Monday, July 10, 2017

Beatriz at Dinner


★★★½ - A Review by Cameron Kanachki

Beatriz at Dinner is a film that is certain to have people who like it, people who hate it, & most importantly, a film that is certain to make people think long & hard about it.

The film focuses on Beatriz (played by Salma Hayek), a holistic practitioner in Los Angeles. Beatriz emigrated from Mexico a long time back. She has recently lost her pet goat, as her goat was murdered by a neighbor. She breaks down about this while giving a client, Kathy (played by Connie Britton), a massage before Kathy's dinner party involving a business venture. As Beatriz leaves, her car breaks down, so she must spend the night. Kathy's husband, Grant (played by David Warshofsky), initially objects, but reluctantly agrees.

The first group of guests arrive: Shannon (played by Chlöe Sevigny) & Alex (played by Jay Duplass).  Soon after, Doug Strutt (played by John Lithgow) & Jeana (played by Amy Landecker) arrive. It is revealed how Beatriz met Kathy & Grant: Beatriz helped Kathy & Grant's daughter, Tara, recover her strength after treatment for cancer.

Beatriz says that she knows Doug from somewhere, but she doesn't know where. The dinner is moderately peaceful, aside from a moment where Beatriz became agitated over his assumed involvement in a hotel construction in Mexico that ruined Beatriz's hometown.

But after dinner is where everything begins to unravel. As Doug mentions hunting in Africa, Beatriz becomes very angry. It is clear that their worlds will collide in a very huge way.

Salma Hayek & John Lithgow's powerful performances lead the way. They are the bedrock of this film, & ultimately, its saving grace.

Miguel Arteta's direction is solid, but underdeveloped. At some points, his intention feels unfocused.

Mike White's screenplay is solid as well. The script is great, but the narrative is a little short, & the pacing isn't good, as the film manages to make its 82-minute runtime feel almost 2 hours long.
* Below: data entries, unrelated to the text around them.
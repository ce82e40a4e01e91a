use std::sync::Arc;

use assessment_core::model::{AnswerId, AssessmentResult, QuestionId};
use assessment_core::session::QuestionReview;
use assessment_core::{
    Clock, Phase, Session, SessionConfig, SessionError, SubmitTrigger, TickOutcome,
};
use backend::{AnswerScorer, Backend, QuestionSource, QuizTarget};
use tokio::sync::mpsc::{self, UnboundedReceiver, UnboundedSender};
use tracing::{debug, info, warn};

use super::progress::AssessmentProgress;
use super::timer::{Countdown, TICK_PERIOD};
use super::view::{QuestionView, ResultView};
use crate::error::AssessmentError;

/// What handling one countdown tick did.
#[derive(Debug, Clone, PartialEq)]
pub enum TickEvent {
    /// Nothing to do (not in progress, or the tick arrived after a pause).
    Idle,
    Ticked { remaining_secs: u32 },
    /// Time ran out and the automatic submit was scored.
    AutoSubmitted(AssessmentResult),
    /// Time ran out and the automatic submit failed; manual retry is possible.
    AutoSubmitFailed(String),
}

/// Drives one assessment attempt against the question bank and scoring service.
///
/// Single owner of the [`Session`]. The countdown is a background task that
/// only produces ticks; ticks are applied when the caller awaits
/// [`AssessmentController::next_tick`], so every state change happens
/// through `&mut self`.
pub struct AssessmentController {
    session: Session,
    target: QuizTarget,
    questions: Arc<dyn QuestionSource>,
    scorer: Arc<dyn AnswerScorer>,
    clock: Clock,
    countdown: Option<Countdown>,
    tick_tx: UnboundedSender<()>,
    tick_rx: UnboundedReceiver<()>,
}

impl AssessmentController {
    #[must_use]
    pub fn new(
        config: SessionConfig,
        target: QuizTarget,
        questions: Arc<dyn QuestionSource>,
        scorer: Arc<dyn AnswerScorer>,
    ) -> Self {
        let (tick_tx, tick_rx) = mpsc::unbounded_channel();
        Self {
            session: Session::new(config),
            target,
            questions,
            scorer,
            clock: Clock::system(),
            countdown: None,
            tick_tx,
            tick_rx,
        }
    }

    #[must_use]
    pub fn from_backend(config: SessionConfig, target: QuizTarget, backend: &Backend) -> Self {
        Self::new(
            config,
            target,
            Arc::clone(&backend.questions),
            Arc::clone(&backend.scorer),
        )
    }

    #[must_use]
    pub fn with_clock(mut self, clock: Clock) -> Self {
        self.clock = clock;
        self
    }

    // ─── Lifecycle ─────────────────────────────────────────────────────────────

    /// Fetch the question set for the target.
    ///
    /// On failure the session stays `NotStarted` with the error noted, and
    /// calling `load` again retries.
    ///
    /// # Errors
    ///
    /// Returns `AssessmentError::Backend` if the fetch fails and
    /// `AssessmentError::Session` if the questions are unusable or the
    /// session is past `NotStarted`.
    pub async fn load(&mut self) -> Result<(), AssessmentError> {
        if self.session.phase() != Phase::NotStarted {
            return Err(SessionError::InvalidPhase {
                action: "load questions",
                phase: self.session.phase(),
            }
            .into());
        }
        info!(quiz_target = %self.target, "loading questions");

        let quiz = match self.questions.fetch_quiz(&self.target).await {
            Ok(quiz) => quiz,
            Err(e) => {
                warn!(quiz_target = %self.target, error = %e, "question fetch failed");
                self.session.note_error(e.to_string());
                return Err(e.into());
            }
        };

        self.session.unload()?;
        if let Err(e) = self.session.load(quiz) {
            warn!(error = %e, "question set rejected");
            self.session.note_error(e.to_string());
            return Err(e.into());
        }
        info!(
            quiz = %self.session.quiz_id().map(ToString::to_string).unwrap_or_default(),
            questions = self.session.total_questions(),
            "questions loaded"
        );
        Ok(())
    }

    /// Start answering, loading the question set first if needed.
    ///
    /// # Errors
    ///
    /// Returns `AssessmentError` if loading fails or the session cannot start.
    pub async fn start(&mut self) -> Result<(), AssessmentError> {
        if !self.session.is_loaded() {
            self.load().await?;
        }
        self.session.start(self.clock.now())?;
        self.resume_countdown();
        info!(
            duration_secs = self.session.remaining_secs(),
            "assessment started"
        );
        Ok(())
    }

    /// Throw away the attempt and go back to `NotStarted`.
    ///
    /// With `refetch`, a fresh question set is loaded (a new random quiz for
    /// random targets); otherwise the same questions are reused.
    ///
    /// # Errors
    ///
    /// Returns `AssessmentError::Session` while a submission is in flight, or
    /// the load error when refetching fails.
    pub async fn restart(&mut self, refetch: bool) -> Result<(), AssessmentError> {
        self.session.reset()?;
        self.pause_countdown();
        info!(refetch, "assessment restarted");
        if refetch {
            self.load().await?;
        }
        Ok(())
    }

    // ─── Answering ─────────────────────────────────────────────────────────────

    /// # Errors
    ///
    /// Returns `AssessmentError::Session` if the selection is not allowed.
    pub fn select_answer(
        &mut self,
        question_id: &QuestionId,
        answer_id: AnswerId,
    ) -> Result<bool, AssessmentError> {
        Ok(self.session.select_answer(question_id, answer_id)?)
    }

    /// # Errors
    ///
    /// Returns `AssessmentError::Session` if the selection is not allowed.
    pub fn select_current(&mut self, answer_id: AnswerId) -> Result<bool, AssessmentError> {
        Ok(self.session.select_current(answer_id)?)
    }

    /// # Errors
    ///
    /// Returns `AssessmentError::Session` for an out-of-range index.
    pub fn navigate(&mut self, index: usize) -> Result<(), AssessmentError> {
        Ok(self.session.navigate(index)?)
    }

    /// # Errors
    ///
    /// Returns `AssessmentError::Session` outside answering or review.
    pub fn next(&mut self) -> Result<usize, AssessmentError> {
        Ok(self.session.next()?)
    }

    /// # Errors
    ///
    /// Returns `AssessmentError::Session` outside answering or review.
    pub fn previous(&mut self) -> Result<usize, AssessmentError> {
        Ok(self.session.previous()?)
    }

    // ─── Submitting ────────────────────────────────────────────────────────────

    /// Submit the current selections for scoring.
    ///
    /// The countdown is paused while the request is in flight. On failure the
    /// session returns to answering with everything preserved, and the
    /// countdown resumes if time remains. Dropping the returned future before
    /// it resolves cancels the submission the same way.
    ///
    /// # Errors
    ///
    /// Returns `AssessmentError::Session` for local validation failures (no
    /// network call is made) and `AssessmentError::Backend` when scoring fails.
    pub async fn submit(&mut self) -> Result<AssessmentResult, AssessmentError> {
        self.submit_with(SubmitTrigger::Manual).await
    }

    async fn submit_with(&mut self, trigger: SubmitTrigger) -> Result<AssessmentResult, AssessmentError> {
        let submission = match self.session.begin_submit(trigger, self.clock.now()) {
            Ok(submission) => submission,
            Err(e) => {
                if e.is_local_validation() {
                    debug!(error = %e, "submit rejected locally");
                    self.session.note_error(e.to_string());
                }
                return Err(e.into());
            }
        };
        self.pause_countdown();
        info!(
            quiz = %submission.quiz_id,
            answers = submission.answers.len(),
            ?trigger,
            "submitting answers"
        );

        let scorer = Arc::clone(&self.scorer);
        let target = self.target.clone();
        let mut pending = PendingSubmit {
            controller: self,
            armed: true,
        };
        let outcome = scorer.submit(&target, &submission).await;
        pending.armed = false;
        let this = &mut *pending.controller;

        match outcome {
            Ok(result) => {
                this.session.complete_submit(result.clone())?;
                info!(
                    score = result.score,
                    passed = result.passed(this.session.config().passing_score()),
                    "assessment completed"
                );
                Ok(result)
            }
            Err(e) => {
                warn!(error = %e, retryable = e.is_retryable(), ?trigger, "submission failed");
                this.session.fail_submit(e.to_string())?;
                if !this.session.is_expired() {
                    this.resume_countdown();
                }
                Err(e.into())
            }
        }
    }

    fn abandon_submit(&mut self) {
        if self.session.cancel_submit().is_err() {
            return;
        }
        warn!("submission cancelled before a result arrived");
        // the countdown task needs a runtime to spawn on
        if !self.session.is_expired() && tokio::runtime::Handle::try_current().is_ok() {
            self.resume_countdown();
        }
    }

    // ─── Countdown ─────────────────────────────────────────────────────────────

    /// Resolve once the countdown has produced a tick.
    ///
    /// Cancel-safe and pending while the countdown is stopped, so it can be
    /// raced against user input in a `select!`; follow up with
    /// [`AssessmentController::handle_tick`] outside the `select!`.
    pub async fn tick_ready(&mut self) {
        // the controller holds a sender, so the channel never closes
        let _ = self.tick_rx.recv().await;
    }

    /// Wait for the next countdown tick and apply it.
    pub async fn next_tick(&mut self) -> TickEvent {
        self.tick_ready().await;
        self.handle_tick().await
    }

    /// Apply one countdown tick; expiry issues the automatic submit.
    pub async fn handle_tick(&mut self) -> TickEvent {
        match self.session.tick() {
            TickOutcome::Idle => TickEvent::Idle,
            TickOutcome::Running { remaining_secs } => TickEvent::Ticked { remaining_secs },
            TickOutcome::Expired => {
                self.pause_countdown();
                warn!("time is up, submitting automatically");
                match self.submit_with(SubmitTrigger::Timeout).await {
                    Ok(result) => TickEvent::AutoSubmitted(result),
                    Err(e) => TickEvent::AutoSubmitFailed(e.to_string()),
                }
            }
        }
    }

    #[must_use]
    pub fn is_counting_down(&self) -> bool {
        self.countdown.as_ref().is_some_and(Countdown::is_running)
    }

    fn resume_countdown(&mut self) {
        if self.countdown.is_none() {
            self.countdown = Some(Countdown::start(TICK_PERIOD, self.tick_tx.clone()));
        }
    }

    fn pause_countdown(&mut self) {
        if let Some(countdown) = self.countdown.take() {
            countdown.stop();
        }
        // ticks emitted before the pause belong to the old run
        while self.tick_rx.try_recv().is_ok() {}
    }

    // ─── Review ────────────────────────────────────────────────────────────────

    /// # Errors
    ///
    /// Returns `AssessmentError::Session` unless the attempt is completed.
    pub fn enter_review(&mut self) -> Result<Vec<QuestionReview>, AssessmentError> {
        self.session.enter_review()?;
        Ok(self.session.review()?)
    }

    /// # Errors
    ///
    /// Returns `AssessmentError::Session` unless reviewing.
    pub fn exit_review(&mut self) -> Result<(), AssessmentError> {
        Ok(self.session.exit_review()?)
    }

    // ─── Snapshots ─────────────────────────────────────────────────────────────

    #[must_use]
    pub fn session(&self) -> &Session {
        &self.session
    }

    #[must_use]
    pub fn target(&self) -> &QuizTarget {
        &self.target
    }

    #[must_use]
    pub fn phase(&self) -> Phase {
        self.session.phase()
    }

    #[must_use]
    pub fn progress(&self) -> AssessmentProgress {
        AssessmentProgress::from_session(&self.session)
    }

    #[must_use]
    pub fn current_question(&self) -> Option<QuestionView> {
        QuestionView::current(&self.session)
    }

    #[must_use]
    pub fn result_view(&self) -> Option<ResultView> {
        ResultView::from_session(&self.session)
    }

    /// # Errors
    ///
    /// Returns `AssessmentError::Session` before completion.
    pub fn review(&self) -> Result<Vec<QuestionReview>, AssessmentError> {
        Ok(self.session.review()?)
    }
}

/// Rolls an in-flight submission back if its future is dropped before the
/// scorer answers.
struct PendingSubmit<'a> {
    controller: &'a mut AssessmentController,
    armed: bool,
}

impl Drop for PendingSubmit<'_> {
    fn drop(&mut self) {
        if self.armed {
            self.controller.abandon_submit();
        }
    }
}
This is certainly a film I've thought about a lot since I've seen it. It has a lot of great social commentary about casual racism, & even though the film falls short of its ultimate goal, it still provides enough ideas to make into an overall good satire.

Beatriz at Dinner was seen by me at the Landmark Main Art Theatre in Royal Oak, MI on Friday, June 23, 2017. It is currently showing at 4 theaters in the Detroit area, including The Maple Theater in Bloomfield Hills, MI & the United Artists Commerce Township Stadium 14 in Commerce Township, MI. Its runtime is 82 minutes, & it is rated R for language & a scene of violence.